The laws of descent are mysterious, if not altogether fathomless. Science, indeed, tells us that men are, in their essential qualities, the result and product of all their ancestors. But how and why it is-who can tell? The lineage of Abraham Lincoln was so humble, his environment and that of his family so narrow and so steeped in poverty, it seems like a miracle that he should ever have burst such bonds. Nicolay and Hay, in their great work, after describing his wretched birthplace, say: "And there, in the midst of the most unpromising circumstances that ever witnessed the advent of a hero into the world, Abraham Lincoln was born on the twelfth day of February, 1809." In this event there was nothing to attract attention-absolutely no prophecy of the future latently slumbering in the new born child. Least of all was there any hint of the solemn pageantry with which a great nation this day commemorates that lowly birth. Birthdays are rests and pauses in the symphony of time, and in observing the great and notable ones we set history to music.

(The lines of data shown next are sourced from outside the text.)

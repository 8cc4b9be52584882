use anyhow::Context as _;
use chrono::Utc;
use rand::Rng as _;

use crate::app::document_store::{DocumentFilter, DocumentOrder};
use crate::app::lifecycle::JobLifecycle;
use crate::app::model::{ContentStatus, Document};
use crate::app::state::{Event, apply};

/// Attempts to pick a different candidate after losing a claim race.
const MAX_CLAIM_ROUNDS: usize = 5;

#[derive(Debug, Clone, Copy, PartialEq, Eq, Default)]
pub enum ClaimStrategy {
    /// Pick a random pending document and write the claim blindly. Two
    /// workers can collide on the same document; the later write wins.
    RandomOffset,
    /// Pick a random pending document and only claim it if it is still
    /// pending at write time.
    #[default]
    CompareAndSwap,
}

impl ClaimStrategy {
    pub fn parse(raw: &str) -> anyhow::Result<Self> {
        let normalized = raw.trim().to_ascii_lowercase();
        match normalized.as_str() {
            "" | "compare-and-swap" | "compare_and_swap" | "cas" => Ok(Self::CompareAndSwap),
            "random-offset" | "random_offset" | "random" => Ok(Self::RandomOffset),
            other => anyhow::bail!(
                "invalid claim strategy: {other} (expected compare-and-swap|random-offset)"
            ),
        }
    }

    pub fn as_str(self) -> &'static str {
        match self {
            Self::RandomOffset => "random-offset",
            Self::CompareAndSwap => "compare-and-swap",
        }
    }
}

impl JobLifecycle {
    /// Claims one pending document chosen at a random offset, or `None`
    /// when nothing is pending.
    pub async fn claim_next_pending(
        &self,
        strategy: ClaimStrategy,
    ) -> anyhow::Result<Option<Document>> {
        for round in 0..MAX_CLAIM_ROUNDS {
            let total = self
                .store
                .count(ContentStatus::Pending)
                .await
                .context("count pending documents")?;
            if total == 0 {
                return Ok(None);
            }

            let offset = rand::thread_rng().gen_range(0..total);
            let Some(candidate) = self.pending_at(offset).await? else {
                return Ok(None);
            };

            let mut document = candidate;
            apply(&mut document, Event::Claim, Utc::now())?;
            match strategy {
                ClaimStrategy::RandomOffset => {
                    self.store.put(&document).await.context("save claim")?;
                    return Ok(Some(document));
                }
                ClaimStrategy::CompareAndSwap => {
                    if self
                        .store
                        .put_if_status(&document, &[ContentStatus::Pending])
                        .await
                        .context("save claim")?
                    {
                        return Ok(Some(document));
                    }
                    tracing::debug!(document_id = %document.id, round, "lost claim race");
                }
            }
        }
        tracing::debug!("gave up claiming after {MAX_CLAIM_ROUNDS} lost races");
        Ok(None)
    }

    async fn pending_at(&self, offset: usize) -> anyhow::Result<Option<Document>> {
        let filter = DocumentFilter::with_status(ContentStatus::Pending).limit(1);
        let mut page = self
            .store
            .list(&filter.clone().offset(offset))
            .await
            .context("list pending documents")?;
        if page.is_empty() {
            // The pool shrank between count and list.
            page = self
                .store
                .list(&filter)
                .await
                .context("list pending documents")?;
        }
        Ok(page.pop())
    }

    /// Claims a specific document if it is still claimable, using a
    /// compare-and-swap on its current status.
    pub async fn claim(&self, document: &Document) -> anyhow::Result<Option<Document>> {
        let now = Utc::now();
        if !self.retry.is_claimable(document, now) {
            return Ok(None);
        }
        let expected = document.content_status;
        let mut claimed = document.clone();
        apply(&mut claimed, Event::Claim, now)?;
        let written = self
            .store
            .put_if_status(&claimed, &[expected])
            .await
            .context("save claim")?;
        Ok(written.then_some(claimed))
    }

    /// Claims up to `limit` documents, newest model years first. Failed
    /// documents are included once the retry policy allows it.
    pub async fn claim_batch(&self, limit: usize) -> anyhow::Result<Vec<Document>> {
        let now = Utc::now();
        let candidates = self
            .store
            .list(
                &DocumentFilter::with_statuses(&[ContentStatus::Pending, ContentStatus::Failed])
                    .order(DocumentOrder::YearDesc),
            )
            .await
            .context("list claimable documents")?;

        let mut claimed = Vec::new();
        for document in candidates
            .iter()
            .filter(|d| self.retry.is_claimable(d, now))
        {
            if claimed.len() >= limit {
                break;
            }
            if let Some(document) = self.claim(document).await? {
                claimed.push(document);
            }
        }
        Ok(claimed)
    }
}
use std::process::ExitCode;

use anyhow::Context as _;
use clap::Parser as _;

use manual_extractor::cli::{Cli, Command};
use manual_extractor::commands;
use manual_extractor::config::ExtractorConfig;

#[tokio::main]
async fn main() -> ExitCode {
    if let Err(err) = try_main().await {
        eprintln!("{err:#}");
        return ExitCode::FAILURE;
    }

    ExitCode::SUCCESS
}

async fn try_main() -> anyhow::Result<()> {
    manual_extractor::logging::init().context("init logging")?;

    let cli = Cli::parse();
    tracing::debug!(?cli, "parsed cli");

    let mut config = ExtractorConfig::from_env().context("load config")?;
    if let Some(data_dir) = cli.data_dir {
        config.data_dir = data_dir.into();
    }

    match cli.command {
        Command::Sections(args) => commands::sections(args).context("sections")?,
        Command::Quality(args) => commands::quality(args).context("quality")?,
        Command::Import(args) => commands::import(args, &config).await.context("import")?,
        Command::Status => commands::status(&config).await.context("status")?,
        Command::Extract(args) => commands::extract(args, &config).await.context("extract")?,
        Command::Watchdog(args) => commands::watchdog(args, &config)
            .await
            .context("watchdog")?,
        Command::Audit(args) => commands::audit(args, &config).await.context("audit")?,
        Command::Requeue(args) => commands::requeue(args, &config).await.context("requeue")?,
        Command::Backfill(args) => commands::backfill(args, &config)
            .await
            .context("backfill")?,
    }

    Ok(())
}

Abraham Lincoln's parents were Virginians, but the ancestral strain flowed from Old England through New England, New Jersey, and Pennsylvania before it reached Virginia. The first of his race to settle in America was Samuel Lincoln, who came from Norwich, England, in 1638, and cast his lot with the God-fearing settlers who had located in the forest solitudes of Hingham, Massachusetts. Later, his son Mordecai pushed on to New Jersey, and thence to Pennsylvania. John, who was Mordecai's son, returned from Pennsylvania to New Jersey, but soon sought another home in Rockingham County, Virginia, and through him the blood of the Hingham Puritan flowed uninterruptedly to Abraham Lincoln. They were a family of frequent migrations, ever hungering for the wilderness and the frontier. If you follow their footsteps, you will be led from Massachusetts to New Jersey, Pennsylvania, Virginia, and Kentucky, and, after the birth of Abra

ham Lincoln, to Indiana and Illinois. Out of these wanderings, perhaps by reason of them, or, it may be, in spite of them, was evolved the highest type of man this nation has known. And that is the mystery of it all, from every point of view. Human wisdom fails utterly when it grapples such a question. If any answer shall ever come, it must be in that far-off ultimate region where the mind can get nearer than now to the fugitive wherefore, and the ever elusive why. What gave so humble a plant such a noble fruitage is a problem we can not yet solve. But this we know, that it is our boon and privilege to behold, admire, and love.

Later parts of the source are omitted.